I’ve been to Miami Beach recently, though; I bought a single-scoop ice cream cone on the boardwalk for almost $8. $2.50 – $3 in Queens. So — ice cream cones too!

16

Trader Joe 03.07.19 at 4:50 pm

I’d just second one of the points made by Nicholas @6 that a lot of the monetary base expansion was really directed to providing deeper bank reserves which (appropriately) corresponded to increased capital requirements mandated by Dodd Frank. These increased reserves not only didn’t get lent – other aspects of D-F made it harder to lend even if the banks wanted to. This isn’t to be critical of D-F, its just to say that some amount of the increase in base was really entirely non-stimulative.

I’d add that the Fed has implied they are about done with reducing their asset portfolio and that’s expected to leave the Fed balance sheet in the $3.5-$4T range. They have said themselves that they view that level as essentially neutral with the $1T or so they used to be at after allowing for various policy changes. Accordingly, at the margin, maybe $1T-1.5T was designed to be ‘stimulative’ and the balance was essentially permanent policy adjustment which inflated money supply on a gross basis, but did little if anything to inflate it in the actual circulating economy.

17

Rapier 03.07.19 at 8:48 pm

RE: As we finally have found out -(or haven’t we?) that the only country on this planet which doesn’t have to worry about ”budget balances” seems to be the US one?
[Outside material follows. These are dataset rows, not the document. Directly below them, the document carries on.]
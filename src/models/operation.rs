use serde::{Deserialize, Serialize};
use std::fmt;

#[derive(Debug, Clone, Copy, PartialEq, Eq, Hash, Serialize, Deserialize)]
#[serde(rename_all = "lowercase")]
pub enum Outcome {
    Win,
    Loss,
}

impl fmt::Display for Outcome {
    fn fmt(&self, f: &mut fmt::Formatter<'_>) -> fmt::Result {
        write!(f, "{}", self.as_str())
    }
}

impl Outcome {
    pub fn as_str(&self) -> &'static str {
        match self {
            Outcome::Win => "win",
            Outcome::Loss => "loss",
        }
    }

    /// Accepts "W"/"L" as well as the full words, case-insensitive.
    pub fn from_str_loose(s: &str) -> Option<Outcome> {
        match s.trim().to_lowercase().as_str() {
            "w" | "win" | "itm" => Some(Outcome::Win),
            "l" | "loss" | "otm" => Some(Outcome::Loss),
            _ => None,
        }
    }
}

#[derive(Debug, Clone, Copy, PartialEq, Eq, Hash, Serialize, Deserialize)]
#[serde(rename_all = "lowercase")]
pub enum CycleStatus {
    Active,
    Won,
    Lost,
}

impl fmt::Display for CycleStatus {
    fn fmt(&self, f: &mut fmt::Formatter<'_>) -> fmt::Result {
        match self {
            CycleStatus::Active => write!(f, "active"),
            CycleStatus::Won => write!(f, "won"),
            CycleStatus::Lost => write!(f, "lost"),
        }
    }
}

/// Derived, human-facing state of one operation.
///
/// `cycle` is the 1-based sub-cycle number and is only set in progressive mode.
#[derive(Debug, Clone, Copy, PartialEq, Eq, Serialize, Deserialize)]
#[serde(tag = "kind", rename_all = "snake_case")]
pub enum OperationStatus {
    PickResult,
    LossesRemaining { remaining: u32 },
    Won { cycle: Option<u32> },
    Lost { cycle: Option<u32> },
    OutOfCycle,
}

impl fmt::Display for OperationStatus {
    fn fmt(&self, f: &mut fmt::Formatter<'_>) -> fmt::Result {
        match self {
            OperationStatus::PickResult => write!(f, "pick a result"),
            OperationStatus::LossesRemaining { remaining } => {
                write!(f, "{} losses remaining", remaining)
            }
            OperationStatus::Won { cycle: Some(n) } => write!(f, "you have won cycle {}", n),
            OperationStatus::Won { cycle: None } => write!(f, "you have won the cycle"),
            OperationStatus::Lost { cycle: Some(n) } => write!(f, "you have lost cycle {}", n),
            OperationStatus::Lost { cycle: None } => write!(f, "you have lost the cycle"),
            OperationStatus::OutOfCycle => write!(f, "out of cycle"),
        }
    }
}

/// One entry of the cycle history. Every field except `id` and `result` is
/// recomputed by the engine.
#[derive(Debug, Clone, PartialEq, Serialize, Deserialize)]
pub struct Operation {
    pub id: u64,
    /// `None` while pending
    pub result: Option<Outcome>,
    pub amount: f64,
    pub profit: f64,
    pub balance: f64,
    pub win_rate: f64,
    pub status: OperationStatus,
}

impl Operation {
    pub fn pending(id: u64) -> Self {
        Self {
            id,
            result: None,
            amount: 0.0,
            profit: 0.0,
            balance: 0.0,
            win_rate: 0.0,
            status: OperationStatus::PickResult,
        }
    }

    pub fn is_pending(&self) -> bool {
        self.result.is_none()
    }
}
use anyhow::{bail, Context, Result};
use tracing::info;
use tracing_subscriber::{fmt, EnvFilter};

use masaniello::config::Config;
use masaniello::core::MatrixCache;
use masaniello::models::Outcome;
use masaniello::report::CycleReport;
use masaniello::session::Session;

/// Replays a result sequence through a fresh cycle and prints where it stands.
///
/// Usage: masaniello [--json] W L W ...
fn main() -> Result<()> {
    let cfg = Config::from_env();

    let filter = EnvFilter::try_from_default_env()
        .unwrap_or_else(|_| EnvFilter::new(&cfg.log_level));

    fmt()
        .with_env_filter(filter)
        .with_target(false)
        .with_timer(fmt::time::UtcTime::rfc_3339())
        .init();

    let args: Vec<String> = std::env::args().skip(1).collect();
    let json = args.iter().any(|a| a == "--json");

    let outcomes = args
        .iter()
        .filter(|a| !a.starts_with("--"))
        .map(|a| {
            Outcome::from_str_loose(a).with_context(|| format!("unrecognised result '{}'", a))
        })
        .collect::<Result<Vec<_>>>()?;

    let cache = MatrixCache::new();
    let mut session = Session::new(1, &cfg.session_name, cfg.cycle, &cache)
        .context("invalid cycle configuration")?;

    info!(
        "Cycle: risk ${:.2}, {} operations, {} wins needed, payout {}%{}",
        cfg.cycle.total_risk,
        cfg.cycle.operation_count,
        cfg.cycle.expected_wins,
        cfg.cycle.broker_payout,
        if cfg.cycle.progressive_mode { ", progressive" } else { "" }
    );

    for (i, outcome) in outcomes.iter().enumerate() {
        if let Err(e) = session.mark_result(*outcome) {
            bail!("result #{} ({}) rejected: {}", i + 1, outcome, e);
        }
    }

    if json {
        println!("{}", serde_json::to_string_pretty(&session.snapshot())?);
    } else {
        CycleReport::from_session(&session).print_summary();
    }

    Ok(())
}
One of my favorite spitballs to send in the direction of the MMT crowd is exactly that. It is US specific. Well Japan is the other exception. Wouldn’t Venezuela Argentina, Zimbabwe or even Sweden be good candidates? The whole thing is wrapped up in special pleading. Over and above the fact that MMT doesn’t make sense in that its fans can’t or won’t define what money is now and how they would change it. I mean the mechanisms of it all.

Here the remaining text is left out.